* _TASK GOAL_:
Filter the listing below, keeping every line that holds "NotInitialized".

* _THE RECORDS_:
//! Local marker of the last full run, used to refuse a second run on the
//! same day.

use std::fs;
use std::io::Write;
use std::path::Path;

use bot_logging::bot_warn;
use chrono::NaiveDate;
use serde::{Deserialize, Serialize};
use tempfile::NamedTempFile;

use super::settings::SettingsError;

#[derive(Debug, Clone, PartialEq, Eq, Serialize, Deserialize)]
struct LastRunMarker {
    date: NaiveDate,
}

/// Date of the last recorded full run; unreadable markers count as absent.
pub fn read_last_run(path: &Path) -> Option<NaiveDate> {
    let content = match fs::read_to_string(path) {
        Ok(text) => text,
        Err(err) if err.kind() == std::io::ErrorKind::NotFound => return None,
        Err(err) => {
            bot_warn!("Failed to read last run marker {:?}: {}", path, err);
            return None;
        }
    };
    match ron::from_str::<LastRunMarker>(&content) {
        Ok(marker) => Some(marker.date),
        Err(err) => {
            bot_warn!("Failed to parse last run marker {:?}: {}", path, err);
            None
        }
    }
}

pub fn already_ran_on(path: &Path, today: NaiveDate) -> bool {
    read_last_run(path) == Some(today)
}

/// Atomically replaces the marker with `date`.
pub fn write_last_run(path: &Path, date: NaiveDate) -> Result<(), SettingsError> {
    let write_err = |source| SettingsError::Write {
        path: path.to_path_buf(),
        source,
    };
    let content = ron::ser::to_string_pretty(&LastRunMarker { date }, ron::ser::PrettyConfig::new())
        .map_err(|err| SettingsError::Invalid(err.to_string()))?;

    let dir = match path.parent() {
        Some(dir) if !dir.as_os_str().is_empty() => dir,
        _ => Path::new("."),
    };
    let mut tmp = NamedTempFile::new_in(dir).map_err(write_err)?;
    tmp.write_all(content.as_bytes()).map_err(write_err)?;
    tmp.flush().map_err(write_err)?;
    tmp.persist(path).map_err(|err| write_err(err.error))?;
    Ok(())
}
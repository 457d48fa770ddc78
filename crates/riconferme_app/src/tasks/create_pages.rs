//! Opens a new procedure page for every user due today.

use anyhow::{anyhow, Result};
use bot_logging::{bot_info, bot_warn};
use chrono::{DateTime, NaiveDate, Utc};
use chrono_tz::Tz;
use riconferme_core::localtime::{format_long_date, local_date};
use riconferme_core::messages::comma_list;
use riconferme_core::{ProcedureTitle, TaskResult};
use riconferme_engine::{params, EditParams, Wiki};
use serde_json::Value;

use super::TaskContext;
use crate::keys::MAIN_PAGE_TITLE;
use crate::page::ProcedurePage;

/// Where the next procedure of a user goes.
#[derive(Debug, Clone, Copy, PartialEq, Eq)]
pub(crate) enum PageNumber {
    Next(u32),
    /// The latest procedure was opened today already.
    CreatedToday,
}

pub(super) async fn run(ctx: &mut TaskContext) -> Result<TaskResult> {
    let now = ctx.now();
    let today = ctx.today();
    let tz = ctx.tz;
    let main_title = ctx.config_str(MAIN_PAGE_TITLE)?;

    let users = ctx
        .provider
        .users_to_process(&mut ctx.wikis.main, &ctx.config, today)
        .await?
        .to_vec();
    if users.is_empty() {
        bot_info!("No users to process");
        return Ok(TaskResult::nothing());
    }

    for user in &users {
        let next = next_page_number(&mut ctx.wikis.main, &main_title, user, tz, today).await?;
        let number = match next {
            PageNumber::Next(number) => number,
            PageNumber::CreatedToday => {
                bot_warn!("A procedure for {user} was already opened today, skipping");
                ctx.provider.remove_user(user);
                continue;
            }
        };
        let title = ProcedureTitle::new(&main_title, user, number);
        create_procedure_page(ctx, &title).await?;
        create_or_update_base_page(ctx, &title).await?;
        ctx.provider.add_created_page(ProcedurePage::created_at(title, now));
    }

    if ctx.provider.created_pages().is_empty() {
        return Ok(TaskResult::nothing());
    }
    Ok(TaskResult::good())
}

async fn next_page_number(
    wiki: &mut Wiki,
    main_title: &str,
    user: &str,
    tz: Tz,
    today: NaiveDate,
) -> Result<PageNumber> {
    let prefix = format!("{}/{user}/", strip_namespace(main_title));
    let pages = wiki
        .query_all(params([
            ("action", "query"),
            ("list", "allpages"),
            ("apnamespace", "4"),
            ("apprefix", prefix.as_str()),
            ("aplimit", "max"),
        ]))
        .await?;
    let titles: Vec<&str> = pages
        .iter()
        .filter_map(|page| page.get("title").and_then(Value::as_str))
        .collect();

    let Some(last) = last_procedure(&titles) else {
        return Ok(PageNumber::Next(1));
    };
    let created: DateTime<Utc> = wiki.get_page_creation_ts(last.as_str()).await?;
    Ok(page_number(last.number(), local_date(created, tz), today))
}

fn strip_namespace(title: &str) -> &str {
    title.split_once(':').map(|(_, rest)| rest).unwrap_or(title)
}

/// Procedure with the highest number among `titles`.
fn last_procedure(titles: &[&str]) -> Option<ProcedureTitle> {
    titles
        .iter()
        .filter_map(|title| ProcedureTitle::parse(title).ok())
        .max_by_key(ProcedureTitle::number)
}

fn page_number(last: u32, last_created: NaiveDate, today: NaiveDate) -> PageNumber {
    if last_created == today {
        PageNumber::CreatedToday
    } else {
        PageNumber::Next(last + 1)
    }
}

async fn create_procedure_page(ctx: &mut TaskContext, title: &ProcedureTitle) -> Result<()> {
    let user = title.user();
    let admin_list = ctx
        .provider
        .admin_list(&mut ctx.wikis.main, &ctx.config)
        .await?;
    let info = admin_list
        .get(user)
        .ok_or_else(|| anyhow!("{user} is not in the admin list"))?;
    let flag_date = info
        .valid_flag_date()
        .ok_or_else(|| anyhow!("{user} has no flag date"))?;
    let groups: Vec<&str> = info.groups().map(|group| group.as_str()).collect();
    let number = title.number().to_string();

    let text = ctx
        .msg("ric-page-text")?
        .params([
            ("$user", user),
            ("$date", format_long_date(flag_date).as_str()),
            ("$groups", comma_list(&groups).as_str()),
            ("$num", number.as_str()),
        ])
        .text();
    let summary = ctx.msg("ric-page-summary")?.param("$user", user).text();

    ctx.wikis
        .main
        .edit_page(
            EditParams::replace(title.as_str(), text)
                .summary(summary)
                .create_only(),
        )
        .await?;
    bot_info!("Created {}", title.as_str());
    Ok(())
}

async fn create_or_update_base_page(ctx: &mut TaskContext, title: &ProcedureTitle) -> Result<()> {
    let base = title.base_title();
    let edit = if title.number() == 1 {
        let text = ctx
            .msg("ric-base-page-text")?
            .params([("$title", title.as_str()), ("$user", title.user())])
            .text();
        let summary = ctx.msg("ric-base-page-summary")?.text();
        EditParams::replace(base, text).summary(summary).create_only()
    } else {
        let text = ctx
            .msg("ric-base-page-append")?
            .params([("$title", title.as_str()), ("$user", title.user())])
            .text();
        let summary = ctx.msg("ric-base-page-summary-update")?.text();
        EditParams::append(base, format!("\n{text}")).summary(summary)
    };
    ctx.wikis.main.edit_page(edit).await?;
    Ok(())
}
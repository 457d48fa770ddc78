use crate::request::Params;

#[derive(Debug, Clone, PartialEq, Eq)]
pub enum EditContent {
    Replace(String),
    Append(String),
    Prepend(String),
}

/// Parameters of one `action=edit` call.
#[derive(Debug, Clone, PartialEq, Eq)]
pub struct EditParams {
    pub title: String,
    pub content: EditContent,
    pub summary: String,
    pub section: Option<String>,
    pub section_title: Option<String>,
    pub create_only: bool,
    pub no_create: bool,
}

impl EditParams {
    pub fn replace(title: impl Into<String>, text: impl Into<String>) -> Self {
        Self::with_content(title, EditContent::Replace(text.into()))
    }

    pub fn append(title: impl Into<String>, text: impl Into<String>) -> Self {
        Self::with_content(title, EditContent::Append(text.into()))
    }

    pub fn prepend(title: impl Into<String>, text: impl Into<String>) -> Self {
        Self::with_content(title, EditContent::Prepend(text.into()))
    }

    /// A new section titled `heading` at the bottom of the page.
    pub fn new_section(
        title: impl Into<String>,
        heading: impl Into<String>,
        text: impl Into<String>,
    ) -> Self {
        let mut params = Self::with_content(title, EditContent::Replace(text.into()));
        params.section = Some("new".to_string());
        params.section_title = Some(heading.into());
        params
    }

    fn with_content(title: impl Into<String>, content: EditContent) -> Self {
        Self {
            title: title.into(),
            content,
            summary: String::new(),
            section: None,
            section_title: None,
            create_only: false,
            no_create: false,
        }
    }

    pub fn summary(mut self, summary: impl Into<String>) -> Self {
        self.summary = summary.into();
        self
    }

    pub fn create_only(mut self) -> Self {
        self.create_only = true;
        self
    }

    pub fn no_create(mut self) -> Self {
        self.no_create = true;
        self
    }

    pub(crate) fn to_params(&self) -> Params {
        let mut params = Params::new();
        params.insert("action".into(), "edit".into());
        params.insert("title".into(), self.title.clone());
        let (key, text) = match &self.content {
            EditContent::Replace(text) => ("text", text),
            EditContent::Append(text) => ("appendtext", text),
            EditContent::Prepend(text) => ("prependtext", text),
        };
        params.insert(key.into(), text.clone());
        if !self.summary.is_empty() {
            params.insert("summary".into(), self.summary.clone());
        }
        if let Some(section) = &self.section {
            params.insert("section".into(), section.clone());
        }
        if let Some(heading) = &self.section_title {
            params.insert("sectiontitle".into(), heading.clone());
        }
        if self.create_only {
            params.insert("createonly".into(), "1".into());
        }
        if self.no_create {
            params.insert("nocreate".into(), "1".into());
        }
        params
    }
}
//! Procedure lifecycle model: everything that is derived from the text of a
//! reconfirmation page.
//!
//! Wiki markup has no grammar the bot can rely on, so each accessor here is
//! defined by the exact pattern it matches. Changing a pattern changes the
//! behaviour of the whole pipeline.

use std::sync::LazyLock;

use chrono::{DateTime, Duration, Utc};
use chrono_tz::Tz;
use regex::{NoExpand, Regex};

use crate::error::ContentError;
use crate::localtime::parse_local_time;

/// Days after creation before a silent confirmation is closed.
pub const SIMPLE_DURATION_DAYS: i64 = 7;
/// Days a vote stays open.
pub const VOTE_DURATION_DAYS: i64 = 14;
/// Upper bound of the opposition threshold.
pub const REQUIRED_OPPOSE_MAX: u32 = 15;

/// Present only on silent confirmations; removed when a vote is opened.
const VOTE_SECTION_MARKER: &str = "<!-- SEZIONE DA UTILIZZARE PER";

static QUORUM_RE: LazyLock<Regex> = LazyLock::new(|| {
    Regex::new(r"soddisfare il \[\[[^|\]]+\|quorum]] di '''(\d+) voti'''").expect("valid regex")
});

static VOTE_END_RE: LazyLock<Regex> = LazyLock::new(|| {
    Regex::new(r"La votazione ha inizio il.+ alle ore ([\d:]+) e ha termine il (.+) alla stessa ora")
        .expect("valid regex")
});

static DAY_CLEANUP_RE: LazyLock<Regex> =
    LazyLock::new(|| Regex::new(r"[^\d \w]").expect("valid regex"));

static SILENT_SENTENCE_RE: LazyLock<Regex> = LazyLock::new(|| {
    Regex::new(r"(?m)^La procedura di riconferma tacita .+").expect("valid regex")
});

static VOTE_SECTION_RE: LazyLock<Regex> = LazyLock::new(|| {
    Regex::new(r"(?s)<!-- SEZIONE DA UTILIZZARE PER(.+?)-->").expect("valid regex")
});

static MAJORITY_SENTENCE_RE: LazyLock<Regex> = LazyLock::new(|| {
    Regex::new(r"è necessario ottenere una maggioranza .+ votanti\.").expect("valid regex")
});

#[derive(Debug, Clone, Copy, PartialEq, Eq)]
pub enum Outcome {
    Ok,
    FailVotes,
    NoQuorum,
}

impl Outcome {
    pub fn is_failure(self) -> bool {
        !matches!(self, Outcome::Ok)
    }
}

/// Section numbers holding the support and oppose lists.
#[derive(Debug, Clone, Copy, PartialEq, Eq)]
pub struct VoteSections {
    pub support: u32,
    pub oppose: u32,
}

pub fn vote_sections(is_vote: bool) -> VoteSections {
    if is_vote {
        VoteSections {
            support: 3,
            oppose: 4,
        }
    } else {
        VoteSections {
            support: 0,
            oppose: 3,
        }
    }
}

pub fn is_vote(content: &str) -> bool {
    !content.contains(VOTE_SECTION_MARKER)
}

/// Whether `line` is a counted entry: `^# *(?![# *:]|\.\.\.$)`.
///
/// Sub-items (`##`, `#*`, `#:`) and bare ellipsis placeholders are skipped.
pub fn is_vote_line(line: &str) -> bool {
    let Some(rest) = line.strip_prefix('#') else {
        return false;
    };
    // Every shorter run of spaces is followed by a space, which is itself
    // excluded, so only the position after all spaces matters.
    let after_spaces = rest.trim_end_matches('\r').trim_start_matches(' ');
    !after_spaces.starts_with(['#', '*', ':']) && after_spaces != "..."
}

pub fn count_votes(section: &str) -> u32 {
    section.lines().filter(|line| is_vote_line(line)).count() as u32
}

pub fn parse_quorum(content: &str) -> Result<u32, ContentError> {
    let caps = QUORUM_RE
        .captures(content)
        .ok_or_else(|| ContentError::MissingMatch("quorum".into()))?;
    caps[1]
        .parse()
        .map_err(|_| ContentError::MissingMatch("quorum".into()))
}

/// `min(15, ceil(quorum / 4))`
pub fn opposition_threshold(quorum: u32) -> u32 {
    REQUIRED_OPPOSE_MAX.min(quorum.div_ceil(4))
}

pub fn has_opposition(oppose: u32, quorum: u32) -> bool {
    oppose >= opposition_threshold(quorum)
}

/// Outcome of a vote; a missing quorum wins over a failed majority.
pub fn outcome(support: u32, oppose: u32, quorum: u32) -> Outcome {
    let total = u64::from(support) + u64::from(oppose);
    if support < quorum {
        Outcome::NoQuorum
    } else if 3 * u64::from(support) < 2 * total {
        Outcome::FailVotes
    } else {
        Outcome::Ok
    }
}

/// End of a vote, read from the opening sentence of the page.
pub fn parse_vote_end(content: &str, tz: Tz) -> Result<DateTime<Utc>, ContentError> {
    let caps = VOTE_END_RE
        .captures(content)
        .ok_or_else(|| ContentError::MissingMatch("vote end date".into()))?;
    let hours = &caps[1];
    let day = DAY_CLEANUP_RE.replace_all(&caps[2], "");
    parse_local_time(&format!("{day} alle {hours}"), tz)
}

pub fn silent_end(created: DateTime<Utc>) -> DateTime<Utc> {
    created + Duration::days(SIMPLE_DURATION_DAYS)
}

/// Turns a silent confirmation into a vote: the silent sentence is struck
/// and the commented-out vote section is uncovered.
pub fn open_vote_content(content: &str) -> String {
    let struck = SILENT_SENTENCE_RE.replace_all(content, "<del>$0</del>");
    VOTE_SECTION_RE.replace_all(&struck, "$1").into_owned()
}

/// Inserts `outcome_text` on the line after the majority requirement.
pub fn add_outcome_text(content: &str, outcome_text: &str) -> Result<String, ContentError> {
    let found = MAJORITY_SENTENCE_RE
        .find(content)
        .ok_or_else(|| ContentError::MissingMatch("majority sentence".into()))?;
    let mut out = String::with_capacity(content.len() + outcome_text.len() + 1);
    out.push_str(&content[..found.end()]);
    out.push('\n');
    out.push_str(outcome_text);
    out.push_str(&content[found.end()..]);
    Ok(out)
}

/// `<main>/<user>/<number>`
#[derive(Debug, Clone, PartialEq, Eq, Hash)]
pub struct ProcedureTitle {
    title: String,
    user: String,
    number: u32,
}

impl ProcedureTitle {
    pub fn new(main_title: &str, user: &str, number: u32) -> Self {
        Self {
            title: format!("{main_title}/{user}/{number}"),
            user: user.to_string(),
            number,
        }
    }

    pub fn parse(title: &str) -> Result<Self, ContentError> {
        let invalid = || ContentError::InvalidTitle(title.to_string());
        let mut parts = title.rsplitn(3, '/');
        let number = parts
            .next()
            .and_then(|n| n.parse::<u32>().ok())
            .ok_or_else(invalid)?;
        let user = parts.next().filter(|u| !u.is_empty()).ok_or_else(invalid)?;
        parts.next().filter(|b| !b.is_empty()).ok_or_else(invalid)?;
        Ok(Self {
            title: title.to_string(),
            user: user.to_string(),
            number,
        })
    }

    pub fn as_str(&self) -> &str {
        &self.title
    }

    pub fn user(&self) -> &str {
        &self.user
    }

    pub fn number(&self) -> u32 {
        self.number
    }

    /// `<main>/<user>`
    pub fn base_title(&self) -> &str {
        self.title
            .rsplit_once('/')
            .map(|(base, _)| base)
            .unwrap_or(&self.title)
    }
}

/// Whether `candidate` is `<main>/<something>/<digit>...`.
pub fn matches_procedure_title(main_title: &str, candidate: &str) -> bool {
    let Some(rest) = candidate
        .strip_prefix(main_title)
        .and_then(|rest| rest.strip_prefix('/'))
    else {
        return false;
    };
    rest.split_once('/').is_some_and(|(user, number)| {
        !user.is_empty() && number.starts_with(|c: char| c.is_ascii_digit())
    })
}

/// Literal replacement that never interprets `$` in `replacement`.
pub(crate) fn replace_literal(re: &Regex, content: &str, replacement: &str) -> String {
    re.replace_all(content, NoExpand(replacement)).into_owned()
}

#[cfg(test)]
mod tests {
    use super::*;
    use chrono::TimeZone;
    use chrono_tz::Europe::Rome;

    const SILENT_PAGE: &str = "La procedura di riconferma tacita dell'utente inizia oggi.\n\
<!-- SEZIONE DA UTILIZZARE PER LA VOTAZIONE\n== Votazione ==\n-->\n\
Per essere riconfermato deve soddisfare il [[WP:Q|quorum]] di '''20 voti'''.";

    #[test]
    fn vote_detection_uses_section_marker() {
        assert!(!is_vote(SILENT_PAGE));
        assert!(is_vote("== Votazione ==\n# voto"));
        assert_eq!(vote_sections(false), VoteSections { support: 0, oppose: 3 });
        assert_eq!(vote_sections(true), VoteSections { support: 3, oppose: 4 });
    }

    #[test]
    fn vote_lines_skip_sub_items_and_placeholders() {
        let section = "== Contrari ==\n# [[Utente:A|A]]\n#[[Utente:B|B]]\n## risposta\n#: commento\n#* nota\n# ...\n#...\n#   [[Utente:C|C]]\n#\n* non numerato\n";
        assert_eq!(count_votes(section), 4);
        assert!(is_vote_line("# ...x"));
        assert!(!is_vote_line(" # indented"));
        assert!(!is_vote_line("#  #spaced sub-item"));
    }

    #[test]
    fn quorum_is_extracted_or_missing() {
        assert_eq!(parse_quorum(SILENT_PAGE), Ok(20));
        assert_eq!(
            parse_quorum("nessun quorum"),
            Err(ContentError::MissingMatch("quorum".into()))
        );
    }

    #[test]
    fn opposition_threshold_is_capped() {
        assert_eq!(opposition_threshold(20), 5);
        assert_eq!(opposition_threshold(21), 6);
        assert_eq!(opposition_threshold(100), 15);
        assert!(has_opposition(5, 20));
        assert!(!has_opposition(4, 20));
    }

    #[test]
    fn outcome_scenarios() {
        assert_eq!(outcome(18, 5, 20), Outcome::NoQuorum);
        assert_eq!(outcome(15, 10, 10), Outcome::FailVotes);
        assert_eq!(outcome(20, 10, 10), Outcome::Ok);
        assert_eq!(outcome(5, 100, 10), Outcome::NoQuorum);
    }

    #[test]
    fn outcome_is_monotone_in_support() {
        for quorum in [0, 5, 20] {
            for oppose in 0..30 {
                let mut seen_ok = false;
                for support in 0..60 {
                    let result = outcome(support, oppose, quorum);
                    if seen_ok {
                        assert_eq!(result, Outcome::Ok);
                    }
                    seen_ok |= result == Outcome::Ok;
                }
            }
        }
    }

    #[test]
    fn vote_end_is_read_from_opening_sentence() {
        let content = "La votazione ha inizio il [[5 marzo]] [[2024]] alle ore 14:00 e ha termine il [[19 marzo]] [[2024]] alla stessa ora.";
        let end = parse_vote_end(content, Rome).unwrap();
        assert_eq!(end, Utc.with_ymd_and_hms(2024, 3, 19, 13, 0, 0).unwrap());
        assert!(matches!(
            parse_vote_end("testo", Rome),
            Err(ContentError::MissingMatch(_))
        ));
    }

    #[test]
    fn silent_procedures_last_a_week() {
        let created = Utc.with_ymd_and_hms(2024, 3, 1, 10, 0, 0).unwrap();
        assert_eq!(silent_end(created), Utc.with_ymd_and_hms(2024, 3, 8, 10, 0, 0).unwrap());
    }

    #[test]
    fn opening_a_vote_uncovers_the_vote_section() {
        let opened = open_vote_content(SILENT_PAGE);
        assert!(opened.starts_with("<del>La procedura di riconferma tacita dell'utente inizia oggi.</del>\n"));
        assert!(opened.contains(" LA VOTAZIONE\n== Votazione ==\n\n"));
        assert!(is_vote(&opened));
    }

    #[test]
    fn outcome_text_goes_after_majority_sentence() {
        let content = "Per la riconferma è necessario ottenere una maggioranza dei 2/3 dei votanti.\n== Favorevoli ==";
        let closed = add_outcome_text(content, "Esito: $1 riconfermato").unwrap();
        assert_eq!(
            closed,
            "Per la riconferma è necessario ottenere una maggioranza dei 2/3 dei votanti.\nEsito: $1 riconfermato\n== Favorevoli =="
        );
        assert!(add_outcome_text("altro", "x").is_err());
    }

    #[test]
    fn procedure_titles_are_split_on_slashes() {
        let title =
            ProcedureTitle::parse("Wikipedia:Amministratori/Riconferma annuale/Alice/2").unwrap();
        assert_eq!(title.user(), "Alice");
        assert_eq!(title.number(), 2);
        assert_eq!(title.base_title(), "Wikipedia:Amministratori/Riconferma annuale/Alice");
        assert_eq!(
            ProcedureTitle::new("Wikipedia:Amministratori/Riconferma annuale", "Alice", 2),
            title
        );
        assert!(ProcedureTitle::parse("Alice/x").is_err());
    }

    #[test]
    fn procedure_title_pattern() {
        let main = "Wikipedia:Amministratori/Riconferma annuale";
        assert!(matches_procedure_title(main, "Wikipedia:Amministratori/Riconferma annuale/Bob/1"));
        assert!(!matches_procedure_title(main, "Wikipedia:Amministratori/Riconferma annuale/Bob"));
        assert!(!matches_procedure_title(main, "Template:Riconferma/Bob/1"));
        assert!(!matches_procedure_title(main, "Wikipedia:Amministratori/Riconferma annuale//1"));
        assert!(!matches_procedure_title(main, "Wikipedia:Amministratori/Riconferma annuale/Bob/Archivio"));
        assert!(!matches_procedure_title(main, "Wikipedia:Amministratori/Riconferma annualeX/Bob/1"));
    }

    #[test]
    fn procedure_title_pattern_takes_the_main_title_literally() {
        let main = "Wikipedia:Riconferma (2024)";
        assert!(matches_procedure_title(main, "Wikipedia:Riconferma (2024)/Bob/12"));
        assert!(!matches_procedure_title(main, "Wikipedia:Riconferma 2024/Bob/12"));
    }
}
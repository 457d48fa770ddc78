//! Read-only configuration map, initialized once per run.

use std::collections::HashMap;
use std::sync::OnceLock;

use serde_json::Value;
use thiserror::Error;

#[derive(Debug, Error, PartialEq, Eq)]
pub enum ConfigError {
    #[error("configuration already initialized")]
    AlreadyInitialized,
    #[error("configuration not initialized")]
    NotInitialized,
    #[error("missing configuration key `{0}`")]
    Missing(String),
    #[error("configuration key `{key}` is not a {expected}")]
    WrongType { key: String, expected: &'static str },
    #[error("configuration page is not a JSON object: {0}")]
    Invalid(String),
}

#[derive(Debug, Default)]
pub struct Config {
    values: OnceLock<HashMap<String, Value>>,
}

impl Config {
    pub fn new() -> Self {
        Self::default()
    }

    pub fn initialized(values: HashMap<String, Value>) -> Self {
        Self {
            values: OnceLock::from(values),
        }
    }

    pub fn init(&self, values: HashMap<String, Value>) -> Result<(), ConfigError> {
        self.values
            .set(values)
            .map_err(|_| ConfigError::AlreadyInitialized)
    }

    pub fn is_initialized(&self) -> bool {
        self.values.get().is_some()
    }

    pub fn get(&self, key: &str) -> Result<&Value, ConfigError> {
        self.values
            .get()
            .ok_or(ConfigError::NotInitialized)?
            .get(key)
            .ok_or_else(|| ConfigError::Missing(key.to_string()))
    }

    pub fn get_str(&self, key: &str) -> Result<&str, ConfigError> {
        self.get(key)?.as_str().ok_or_else(|| ConfigError::WrongType {
            key: key.to_string(),
            expected: "string",
        })
    }

    pub fn get_opt_str(&self, key: &str) -> Result<Option<&str>, ConfigError> {
        match self.get(key) {
            Ok(_) => self.get_str(key).map(Some),
            Err(ConfigError::Missing(_)) => Ok(None),
            Err(err) => Err(err),
        }
    }

    pub fn get_bool(&self, key: &str) -> Result<bool, ConfigError> {
        match self.get(key)? {
            Value::Bool(b) => Ok(*b),
            Value::String(s) if s == "true" || s == "1" => Ok(true),
            Value::String(s) if s == "false" || s == "0" || s.is_empty() => Ok(false),
            _ => Err(ConfigError::WrongType {
                key: key.to_string(),
                expected: "boolean",
            }),
        }
    }

    /// A JSON array of strings or a comma-separated string.
    pub fn get_list(&self, key: &str) -> Result<Vec<String>, ConfigError> {
        let wrong = || ConfigError::WrongType {
            key: key.to_string(),
            expected: "list of strings",
        };
        match self.get(key)? {
            Value::Array(items) => items
                .iter()
                .map(|v| v.as_str().map(str::to_string).ok_or_else(wrong))
                .collect(),
            Value::String(s) => Ok(s
                .split(',')
                .map(str::trim)
                .filter(|s| !s.is_empty())
                .map(str::to_string)
                .collect()),
            _ => Err(wrong()),
        }
    }
}

/// Parses the on-wiki configuration page into a flat map.
pub fn parse_config_page(text: &str) -> Result<HashMap<String, Value>, ConfigError> {
    serde_json::from_str(text).map_err(|err| ConfigError::Invalid(err.to_string()))
}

* _TASK SOLUTION_:
    NotInitialized,
            .ok_or(ConfigError::NotInitialized)?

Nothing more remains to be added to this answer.